Otra presentación comentó el desajuste entre las competencias que los empleadores buscan en los nuevos graduados y las competencias que los estudiantes han adquirido realmente. La misma ponente ofreció una segunda presentación sobre si el talento había desaparecido o se había hecho más difícil de detectar con la implantación del sistema de competencias. Comenzamos a introducir las nuevas titulaciones en 2009 y desde entonces hemos estado describiendo lo que hacemos, tanto al Ministerio como a los estudiantes, con listas de competencias. Dudo, sin embargo, que ninguno de nuestros titulados les preste mucha atención. Deberíamos comprobarlo, pero mi opinión es que al final de sus estudios ningún graduado piensa en las competencias, sino en los conocimientos adquiridos. Lo más absurdo de las competencias, sin embargo, es que nunca se nos permitió utilizar en ellas el verbo “saber” porque las comisiones correspondientes acordaron que adquirir conocimientos era secundario a aprender a hacer algo. Tendríais que haber visto, sin embargo, las caras de mis estudiantes cuando les dije que la misión principal de ‘Literatura Victoriana’ no era sólo que adquirieran conocimientos sobre esta área de las Humanidades, sino guiarles para que produjeran una escritura académica básica. Lo que describen las competencias de la asignatura es para ellos secundario frente al hecho de que necesitan leer y conocer autores y textos, como en la enseñanza tradicional. ¿No nos hemos olvidado, pregunto, de contarles a los estudiantes cómo enseñamos realmente y se supone que aprenden?

Se me ocurre que este es un problema importante. Una ponente describió cómo estableció un encuentro semanal con sus estudiantes durante el cierre por la pandemia para hablar de cómo estaban afrontando la situación provocada por la enseñanza en línea y demás cambios. Me pareció una idea maravillosa porque hablamos demasiado poco de la enseñanza con nuestros estudiantes. Cuando lo hacemos, ocurren grandes cosas. Por ejemplo, en uno de los talleres del TELLC, dos estudiantes expresaron su opinión de que nuestras asignaturas instrumentales eran un desperdicio de 24 créditos para estudiantes que ya tenían el nivel de entrada B2-B1 que exige nuestra titulación. Sugirieron sustituirlas por cursos de lengua centrados en la escritura académica, y eso es lo que hemos empezado a hacer. He mantenido los talleres del TELLC abiertos a los estudiantes, pero me doy cuenta de que necesitamos otro tipo de foro. Estoy segura de que los estudiantes tienen muchas más ideas sobre cómo enseñar y aprender, pero no tienen ningún mecanismo para debatirlas con nosotros, por miedo a ofender a los profesores y poner en peligro la evaluación. Y, sí, he pensado en un buzón anónimo para sugerencias, pero espero que la conversación pueda iniciarse cara a cara. Al final, si lo piensas, quizá el principal problema de cualquier foro de profesores es que hablamos entre nosotros de lo que creemos que los estudiantes sienten o podrían aceptar, pero no les preguntamos directamente. Esto es como hablar con tu mejor amigo sobre cómo disfrutar más del sexo con tu pareja, sin preguntarle nunca, justamente, a tu pareja.

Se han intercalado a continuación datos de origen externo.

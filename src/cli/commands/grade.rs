//! Grading CLI commands.

use anyhow::{Context, Result};
use clap::{Args, Subcommand};
use comfy_table::Cell;
use serde::Serialize;
use std::collections::HashMap;

use crate::cli::commands::context::AppContext;
use crate::cli::output::{output, truncate, CommandOutput};
use crate::cli::table::{score_cell, table_with_header};
use crate::domain::models::{AgentId, Config, Grade};
use crate::domain::ports::{AgentRepository, GradeRepository};
use crate::services::grading::{new_run_id, GradeEvaluator};

#[derive(Args, Debug)]
pub struct GradeArgs {
    #[command(subcommand)]
    pub command: GradeCommands,
}

#[derive(Subcommand, Debug)]
pub enum GradeCommands {
    /// Grade every active agent now
    Run {
        /// Use the scripted generator instead of the configured backend
        #[arg(long)]
        dry_run: bool,
    },
    /// Show the latest grade of every agent, best first
    Leaderboard,
}

#[derive(Debug, Serialize)]
pub struct GradeRow {
    pub rank: usize,
    pub agent: String,
    #[serde(flatten)]
    pub grade: Grade,
}

#[derive(Debug, Serialize)]
pub struct GradeTableOutput {
    pub run_id: Option<String>,
    pub grades: Vec<GradeRow>,
}

impl CommandOutput for GradeTableOutput {
    fn to_human(&self) -> String {
        if self.grades.is_empty() {
            return "No grades yet.".to_string();
        }

        let mut table = table_with_header(&[
            "#", "Agent", "Overall", "Objective", "Quality", "Human", "Volume", "Msgs", "Reasoning",
        ]);
        for row in &self.grades {
            let g = &row.grade;
            table.add_row(vec![
                Cell::new(row.rank),
                Cell::new(&row.agent),
                score_cell(g.overall_score),
                Cell::new(format!("{:.0}", g.objective_score)),
                Cell::new(format!("{:.0}", g.quality_score)),
                Cell::new(format!("{:.0}", g.human_score)),
                Cell::new(format!("{:.0}", g.volume_score)),
                Cell::new(g.total_messages),
                Cell::new(truncate(&g.reasoning, 60)),
            ]);
        }
        match &self.run_id {
            Some(run_id) => format!("Grading run {run_id}:\n{table}"),
            None => table.to_string(),
        }
    }
}

async fn rows(ctx: &AppContext, grades: Vec<Grade>) -> Result<Vec<GradeRow>> {
    let names: HashMap<AgentId, String> = ctx.agents.list().await?.into_iter().map(|a| (a.id, a.name)).collect();
    let mut sorted = grades;
    sorted.sort_by(|a, b| b.overall_score.total_cmp(&a.overall_score));
    Ok(sorted
        .into_iter()
        .enumerate()
        .map(|(i, grade)| GradeRow {
            rank: i + 1,
            agent: names.get(&grade.agent_id).cloned().unwrap_or_else(|| "Unknown".to_string()),
            grade,
        })
        .collect())
}

pub async fn execute(args: GradeArgs, config: Config, json_mode: bool) -> Result<()> {
    let ctx = AppContext::open(config).await?;

    match args.command {
        GradeCommands::Run { dry_run } => {
            let evaluator = GradeEvaluator::new(
                ctx.agents.clone(),
                ctx.conversations.clone(),
                ctx.grades.clone(),
                ctx.text_generator(dry_run)?,
            );
            let run_id = new_run_id();
            let grades = evaluator.grade_all(&run_id).await.context("Grading run failed")?;
            let out = GradeTableOutput { grades: rows(&ctx, grades).await?, run_id: Some(run_id) };
            output(&out, json_mode);
        }

        GradeCommands::Leaderboard => {
            let latest = ctx.grades.latest_per_agent().await?;
            let out = GradeTableOutput { run_id: None, grades: rows(&ctx, latest).await? };
            output(&out, json_mode);
        }
    }

    Ok(())
}
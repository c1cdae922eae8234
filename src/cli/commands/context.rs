//! Shared setup for commands: configuration, database and repositories.

use anyhow::{Context, Result};
use std::sync::Arc;

use crate::adapters::llm::{OpenAiChatGenerator, ScriptedGenerator};
use crate::adapters::sqlite::{
    initialize_database, PoolConfig, SqliteAgentRepository, SqliteConversationRepository, SqliteGradeRepository,
};
use crate::domain::models::{Agent, AgentId, Config};
use crate::domain::ports::{AgentRepository, TextGenerator};

pub struct AppContext {
    pub config: Config,
    pub agents: Arc<SqliteAgentRepository>,
    pub conversations: Arc<SqliteConversationRepository>,
    pub grades: Arc<SqliteGradeRepository>,
}

impl AppContext {
    /// Open (and migrate) the configured database.
    pub async fn open(config: Config) -> Result<Self> {
        let url = config.database.url();
        let pool = initialize_database(&url, Some(PoolConfig::from(&config.database)))
            .await
            .with_context(|| format!("Failed to initialize database at {}", config.database.path))?;

        Ok(Self {
            agents: Arc::new(SqliteAgentRepository::new(pool.clone())),
            conversations: Arc::new(SqliteConversationRepository::new(pool.clone())),
            grades: Arc::new(SqliteGradeRepository::new(pool)),
            config,
        })
    }

    /// The configured text generator, or a scripted echo generator for dry runs.
    pub fn text_generator(&self, dry_run: bool) -> Result<Arc<dyn TextGenerator>> {
        if dry_run {
            return Ok(Arc::new(ScriptedGenerator::echo()));
        }
        let generator = OpenAiChatGenerator::new(&self.config.llm)
            .context("Failed to configure text generator (set llm.api_key or OPENAI_API_KEY, or use --dry-run)")?;
        Ok(Arc::new(generator))
    }

    /// Look an agent up by numeric id or by name.
    pub async fn resolve_agent(&self, key: &str) -> Result<Agent> {
        let found = match key.parse::<i64>() {
            Ok(id) => self.agents.get(AgentId(id)).await?,
            Err(_) => None,
        };
        let found = match found {
            Some(agent) => Some(agent),
            None => self.agents.get_by_name(key).await?,
        };
        found.ok_or_else(|| anyhow::anyhow!("Agent not found: {key}"))
    }
}
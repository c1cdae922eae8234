use super::config::{LogConfig, LogFormat, RotationPolicy};
use anyhow::Result;
use std::io;
use tracing::Level;
use tracing_appender::non_blocking::WorkerGuard;
use tracing_appender::rolling;
use tracing_subscriber::layer::SubscriberExt;
use tracing_subscriber::util::SubscriberInitExt;
use tracing_subscriber::{EnvFilter, Layer, Registry};

const LOG_FILE_PREFIX: &str = "agora.log";

type BoxedLayer = Box<dyn Layer<Registry> + Send + Sync>;

/// Logger implementation using tracing
pub struct LoggerImpl {
    _guard: Option<WorkerGuard>,
}

impl LoggerImpl {
    /// Initialize the global subscriber.
    ///
    /// Console output goes to stderr so command output on stdout stays clean.
    /// File output, when `log_dir` is set, is always JSON. The returned value
    /// owns the file writer's guard and must be kept alive.
    ///
    /// # Errors
    /// Returns an error if the level is invalid or a subscriber is already set.
    pub fn init(config: &LogConfig) -> Result<Self> {
        let default_level = parse_log_level(&config.level)?;
        let filter = || {
            EnvFilter::builder()
                .with_default_directive(default_level.into())
                .from_env_lossy()
        };

        let mut layers: Vec<BoxedLayer> = Vec::new();
        let mut guard = None;

        if let Some(log_dir) = &config.log_dir {
            let appender = match config.rotation {
                RotationPolicy::Daily => rolling::daily(log_dir, LOG_FILE_PREFIX),
                RotationPolicy::Hourly => rolling::hourly(log_dir, LOG_FILE_PREFIX),
                RotationPolicy::Never => rolling::never(log_dir, LOG_FILE_PREFIX),
            };
            let (writer, file_guard) = tracing_appender::non_blocking(appender);
            guard = Some(file_guard);

            layers.push(
                tracing_subscriber::fmt::layer()
                    .json()
                    .with_writer(writer)
                    .with_ansi(false)
                    .with_current_span(true)
                    .with_target(true)
                    .with_thread_ids(true)
                    .with_filter(filter())
                    .boxed(),
            );
        }

        if config.enable_console {
            let console = match config.format {
                LogFormat::Json => tracing_subscriber::fmt::layer()
                    .json()
                    .with_writer(io::stderr)
                    .with_current_span(true)
                    .with_target(true)
                    .with_filter(filter())
                    .boxed(),
                LogFormat::Pretty => tracing_subscriber::fmt::layer()
                    .pretty()
                    .with_writer(io::stderr)
                    .with_target(true)
                    .with_filter(filter())
                    .boxed(),
            };
            layers.push(console);
        }

        tracing_subscriber::registry().with(layers).try_init()?;

        tracing::info!(
            level = %config.level,
            format = ?config.format,
            file_output = config.log_dir.is_some(),
            "logger initialized"
        );

        Ok(Self { _guard: guard })
    }

    pub fn has_file_output(&self) -> bool {
        self._guard.is_some()
    }
}

/// Parse log level string to Level
fn parse_log_level(level: &str) -> Result<Level> {
    match level.to_lowercase().as_str() {
        "trace" => Ok(Level::TRACE),
        "debug" => Ok(Level::DEBUG),
        "info" => Ok(Level::INFO),
        "warn" => Ok(Level::WARN),
        "error" => Ok(Level::ERROR),
        _ => anyhow::bail!("Invalid log level: {level}"),
    }
}
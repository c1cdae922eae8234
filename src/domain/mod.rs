//! Domain layer for the Agora agent fleet
//!
//! This module contains core models, errors and the port traits adapters implement.

pub mod errors;
pub mod models;
pub mod ports;

pub use errors::{DomainError, DomainResult};
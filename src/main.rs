//! Agora CLI entry point.

use clap::Parser;

use agora::cli::{commands, handle_error, Cli, Commands};
use agora::infrastructure::config::ConfigLoader;
use agora::infrastructure::logging::{LogConfig, LoggerImpl};

#[tokio::main]
async fn main() {
    let cli = Cli::parse();

    let config = match &cli.config {
        Some(path) => ConfigLoader::load_from_file(path),
        None => ConfigLoader::load(),
    };
    let config = match config {
        Ok(config) => config,
        Err(err) => {
            handle_error(&err, cli.json);
            std::process::exit(2);
        }
    };

    let logger = match LoggerImpl::init(&LogConfig::from(&config.logging)) {
        Ok(logger) => Some(logger),
        Err(err) => {
            eprintln!("Warning: logging disabled: {err:#}");
            None
        }
    };

    let result = match cli.command {
        Commands::Serve(args) => commands::serve::execute(args, config, cli.json).await,
        Commands::Agent(args) => commands::agent::execute(args, config, cli.json).await,
        Commands::Conversation(args) => commands::conversation::execute(args, config, cli.json).await,
        Commands::Messages(args) => commands::messages::execute(args, config, cli.json).await,
        Commands::Grade(args) => commands::grade::execute(args, config, cli.json).await,
        Commands::Export(args) => commands::export::execute(args, config, cli.json).await,
    };

    let code = match result {
        Ok(()) => 0,
        Err(err) => {
            handle_error(&err, cli.json);
            1
        }
    };

    // Flush file logs before exiting; exiting here also avoids waiting on a
    // blocked stdin read left behind by `serve`.
    drop(logger);
    std::process::exit(code);
}
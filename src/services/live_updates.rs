//! Live-update fan-out for dashboards and the `serve` feed.

use chrono::{DateTime, Utc};
use serde::Serialize;
use std::sync::atomic::{AtomicU64, Ordering};
use tokio::sync::broadcast;

use crate::domain::models::LiveEvent;
use crate::domain::ports::LiveUpdateSink;

/// An event stamped with its publish order and time.
#[derive(Debug, Clone, Serialize)]
pub struct LiveUpdate {
    pub sequence: u64,
    pub timestamp: DateTime<Utc>,
    #[serde(flatten)]
    pub event: LiveEvent,
}

/// Broadcast bus for [`LiveEvent`]s.
///
/// Publishing never blocks: a subscriber that falls more than `capacity`
/// events behind loses the oldest ones and sees `RecvError::Lagged`.
pub struct LiveUpdateBus {
    sender: broadcast::Sender<LiveUpdate>,
    sequence: AtomicU64,
}

impl LiveUpdateBus {
    pub fn new(capacity: usize) -> Self {
        let (sender, _) = broadcast::channel(capacity.max(1));
        Self { sender, sequence: AtomicU64::new(0) }
    }

    pub fn subscribe(&self) -> broadcast::Receiver<LiveUpdate> {
        self.sender.subscribe()
    }

    pub fn subscriber_count(&self) -> usize {
        self.sender.receiver_count()
    }

    /// Events published so far.
    pub fn published(&self) -> u64 {
        self.sequence.load(Ordering::SeqCst)
    }
}

impl Default for LiveUpdateBus {
    fn default() -> Self {
        Self::new(1024)
    }
}

impl LiveUpdateSink for LiveUpdateBus {
    fn notify(&self, event: LiveEvent) {
        let sequence = self.sequence.fetch_add(1, Ordering::SeqCst);
        tracing::trace!(sequence, kind = event.kind(), "live update");
        // No subscribers is fine.
        let _ = self.sender.send(LiveUpdate { sequence, timestamp: Utc::now(), event });
    }
}

#[cfg(test)]
mod tests {
    use super::*;
    use crate::domain::models::ConversationId;
    use tokio::sync::broadcast::error::RecvError;

    fn end(id: i64) -> LiveEvent {
        LiveEvent::ConversationEnd { conversation_id: ConversationId(id), turns: 4 }
    }

    #[tokio::test]
    async fn test_events_arrive_in_publish_order() {
        let bus = LiveUpdateBus::default();
        let mut rx = bus.subscribe();

        bus.notify(end(1));
        bus.notify(end(2));

        let first = rx.recv().await.unwrap();
        let second = rx.recv().await.unwrap();
        assert_eq!(first.event, end(1));
        assert!(first.sequence < second.sequence);
        assert_eq!(bus.published(), 2);
    }

    #[test]
    fn test_notify_without_subscribers_is_silent() {
        let bus = LiveUpdateBus::new(4);
        bus.notify(end(1));
        assert_eq!(bus.subscriber_count(), 0);
    }

    #[tokio::test]
    async fn test_slow_subscriber_lags_instead_of_blocking() {
        let bus = LiveUpdateBus::new(2);
        let mut rx = bus.subscribe();
        for id in 0..5 {
            bus.notify(end(id));
        }

        assert!(matches!(rx.recv().await, Err(RecvError::Lagged(3))));
        assert_eq!(rx.recv().await.unwrap().event, end(3));
    }

    #[test]
    fn test_serialized_update_is_flat() {
        let bus = LiveUpdateBus::new(1);
        let mut rx = bus.subscribe();
        bus.notify(end(7));
        let update = rx.try_recv().unwrap();
        let value = serde_json::to_value(&update).unwrap();
        assert_eq!(value["type"], "conversation_end");
        assert_eq!(value["conversation_id"], 7);
        assert_eq!(value["sequence"], 0);
    }
}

Hubo una ponencia que suscitó críticas especialmente buenas y muchos comentarios positivos. ¿Es que ofrecía una técnica de enseñanza innovadora impecable? ¿Quizás la solución para mantener a los estudiantes alegremente entretenidos y a los profesores felizmente comprometidos en clase? No… La ponente simplemente llamó la atención sobre el diseño de nuestras aulas. Once años después del inicio de las nuevas titulaciones, que supuestamente evitan las clases magistrales en favor de una enseñanza más colaborativa, seguimos trabajando mayoritariamente en aulas diseñadas para que una gran audiencia se siente de cara a un hablante. Véase el problema que tengo ahora, por ejemplo. Tengo 65 estudiantes en mi clase de Literatura Victoriana sentados en bancos, en filas de ocho asientos (creo). Mi tarima está colocada a la izquierda, y me sitúo a unos dos metros del alumno más cercano. Los del fondo deben estar a unos a unos diez o doce metros de mí. Con las mascarillas puestas, no les entiendo, lo que me obliga a dar clases magistrales muy poco emocionantes, gritando como una posesa (me niego a usar un micrófono, ¡lo último que necesito!). Si, en lugar de los asientos compactados en bancos, los estudiantes estuvieran en sillas individuales, podría hacerlos trabajar en pequeños grupos y yo podría moverme por el aula para hablar con ellos. Sin embargo, este es un lujo que sólo tenemos en las aulas más pequeñas. El motivo por el que los bancos se han quedado en el aula es fácil de entender: en los últimos diez años, la Facultad donde trabajo sólo ha tenido dinero para mantenernos en funcionamiento, no para plantearse ninguna inversión importante. En mi opinión, habría que rediseñar todo el edificio, pero eso es tan imposible como exigir que las clases de la universidad tengan un máximo de 30 estudiantes.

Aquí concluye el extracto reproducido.